(Beginning of PROVIDED DATA)

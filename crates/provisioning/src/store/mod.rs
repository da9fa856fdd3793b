//! Inventory store interfaces
//!
//! Switches, credentials and port mappings live in a persistent store owned by
//! the surrounding control plane. The provisioning engine only talks to it
//! through these traits; [`memory::InMemoryInventory`] backs the binary and
//! the tests.

pub mod memory;

use crate::error::StoreError;
use bnp_types::{Credential, ManagementProtocol, NetworkPort, PortMapping, Switch};
use std::net::IpAddr;
use uuid::Uuid;

pub use memory::InMemoryInventory;

/// Switch records
#[async_trait::async_trait]
pub trait SwitchStore: Send + Sync {
    /// Switch by id
    async fn get_switch(&self, id: Uuid) -> Result<Option<Switch>, StoreError>;

    /// Switch by chassis MAC, in any spelling
    async fn get_switch_by_mac(&self, mac: &str) -> Result<Option<Switch>, StoreError>;

    /// Switch by management address
    async fn get_switch_by_ip(&self, ip: IpAddr) -> Result<Option<Switch>, StoreError>;

    /// Every switch
    async fn list_switches(&self) -> Result<Vec<Switch>, StoreError>;

    /// Insert a switch; id, MAC and address must be unused
    async fn add_switch(&self, switch: Switch) -> Result<Switch, StoreError>;

    /// Replace a switch record
    async fn update_switch(&self, switch: Switch) -> Result<Switch, StoreError>;

    /// Record the outcome of protocol validation
    async fn update_validation_result(&self, id: Uuid, result: &str) -> Result<(), StoreError>;

    /// Delete a switch and every port mapping that references it
    async fn delete_switch(&self, id: Uuid) -> Result<(), StoreError>;
}

/// Credential records
#[async_trait::async_trait]
pub trait CredentialStore: Send + Sync {
    /// Credential by id
    async fn get_credential_by_id(&self, id: Uuid) -> Result<Option<Credential>, StoreError>;

    /// Credentials with `name` for `protocol`
    async fn get_credential_by_name_and_protocol(
        &self,
        name: &str,
        protocol: ManagementProtocol,
    ) -> Result<Vec<Credential>, StoreError>;

    /// Every credential
    async fn list_credentials(&self) -> Result<Vec<Credential>, StoreError>;

    /// Insert a credential
    async fn add_credential(&self, credential: Credential) -> Result<Credential, StoreError>;

    /// Delete a credential
    async fn delete_credential(&self, id: Uuid) -> Result<(), StoreError>;
}

/// Port mappings and network port records
#[async_trait::async_trait]
pub trait PortMappingStore: Send + Sync {
    /// Insert a mapping together with its network port record
    async fn add_mapping(&self, mapping: PortMapping, network_port: NetworkPort) -> Result<(), StoreError>;

    /// Delete the mapping and network port of a virtual port
    async fn delete_mapping(&self, neutron_port_id: &str) -> Result<(), StoreError>;

    /// Mapping of a virtual port
    async fn get_mapping(&self, neutron_port_id: &str) -> Result<Option<PortMapping>, StoreError>;

    /// Mappings onto one switch
    async fn get_mappings_by_switch(&self, switch_id: Uuid) -> Result<Vec<PortMapping>, StoreError>;

    /// Network port record of a virtual port
    async fn get_network_port(&self, neutron_port_id: &str) -> Result<Option<NetworkPort>, StoreError>;

    /// Network ports on one VLAN
    async fn get_network_ports_by_segmentation_id(&self, segmentation_id: u16) -> Result<Vec<NetworkPort>, StoreError>;
}

/// Everything the orchestrator and switch service need
pub trait InventoryStore: SwitchStore + CredentialStore + PortMappingStore {}

impl<T> InventoryStore for T where T: SwitchStore + CredentialStore + PortMappingStore {}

(End of PROVIDED DATA)

TASK DESCRIPTION:
Transcribe all the entries, keeping each one exactly as it is.

REPLY:
filename crates/provisioning/src/store/mod.rs
repository da9fa856fdd3793b
//! Inventory store interfaces
//!
//! Switches, credentials and port mappings live in a persistent store owned by
//! the surrounding control plane. The provisioning engine only talks to it
//! through these traits; [`memory::InMemoryInventory`] backs the binary and
//! the tests.

pub mod memory;

use crate::error::StoreError;
use bnp_types::{Credential, ManagementProtocol, NetworkPort, PortMapping, Switch};
use std::net::IpAddr;
use uuid::Uuid;

pub use memory::InMemoryInventory;

/// Switch records
#[async_trait::async_trait]
pub trait SwitchStore: Send + Sync {
    /// Switch by id
    async fn get_switch(&self, id: Uuid) -> Result<Option<Switch>, StoreError>;

    /// Switch by chassis MAC, in any spelling
    async fn get_switch_by_mac(&self, mac: &str) -> Result<Option<Switch>, StoreError>;

    /// Switch by management address
    async fn get_switch_by_ip(&self, ip: IpAddr) -> Result<Option<Switch>, StoreError>;

    /// Every switch
    async fn list_switches(&self) -> Result<Vec<Switch>, StoreError>;

    /// Insert a switch; id, MAC and address must be unused
    async fn add_switch(&self, switch: Switch) -> Result<Switch, StoreError>;

    /// Replace a switch record
    async fn update_switch(&self, switch: Switch) -> Result<Switch, StoreError>;

    /// Record the outcome of protocol validation
    async fn update_validation_result(&self, id: Uuid, result: &str) -> Result<(), StoreError>;

    /// Delete a switch and every port mapping that references it
    async fn delete_switch(&self, id: Uuid) -> Result<(), StoreError>;
}

/// Credential records
#[async_trait::async_trait]
pub trait CredentialStore: Send + Sync {
    /// Credential by id
    async fn get_credential_by_id(&self, id: Uuid) -> Result<Option<Credential>, StoreError>;

    /// Credentials with `name` for `protocol`
    async fn get_credential_by_name_and_protocol(
        &self,
        name: &str,
        protocol: ManagementProtocol,
    ) -> Result<Vec<Credential>, StoreError>;

    /// Every credential
    async fn list_credentials(&self) -> Result<Vec<Credential>, StoreError>;

    /// Insert a credential
    async fn add_credential(&self, credential: Credential) -> Result<Credential, StoreError>;

    /// Delete a credential
    async fn delete_credential(&self, id: Uuid) -> Result<(), StoreError>;
}

/// Port mappings and network port records
#[async_trait::async_trait]
pub trait PortMappingStore: Send + Sync {
    /// Insert a mapping together with its network port record
    async fn add_mapping(&self, mapping: PortMapping, network_port: NetworkPort) -> Result<(), StoreError>;

    /// Delete the mapping and network port of a virtual port
    async fn delete_mapping(&self, neutron_port_id: &str) -> Result<(), StoreError>;

    /// Mapping of a virtual port
    async fn get_mapping(&self, neutron_port_id: &str) -> Result<Option<PortMapping>, StoreError>;

    /// Mappings onto one switch
    async fn get_mappings_by_switch(&self, switch_id: Uuid) -> Result<Vec<PortMapping>, StoreError>;

    /// Network port record of a virtual port
    async fn get_network_port(&self, neutron_port_id: &str) -> Result<Option<NetworkPort>, StoreError>;

    /// Network ports on one VLAN
    async fn get_network_ports_by_segmentation_id(&self, segmentation_id: u16) -> Result<Vec<NetworkPort>, StoreError>;
}

/// Everything the orchestrator and switch service need
pub trait InventoryStore: SwitchStore + CredentialStore + PortMappingStore {}

impl<T> InventoryStore for T where T: SwitchStore + CredentialStore + PortMappingStore {}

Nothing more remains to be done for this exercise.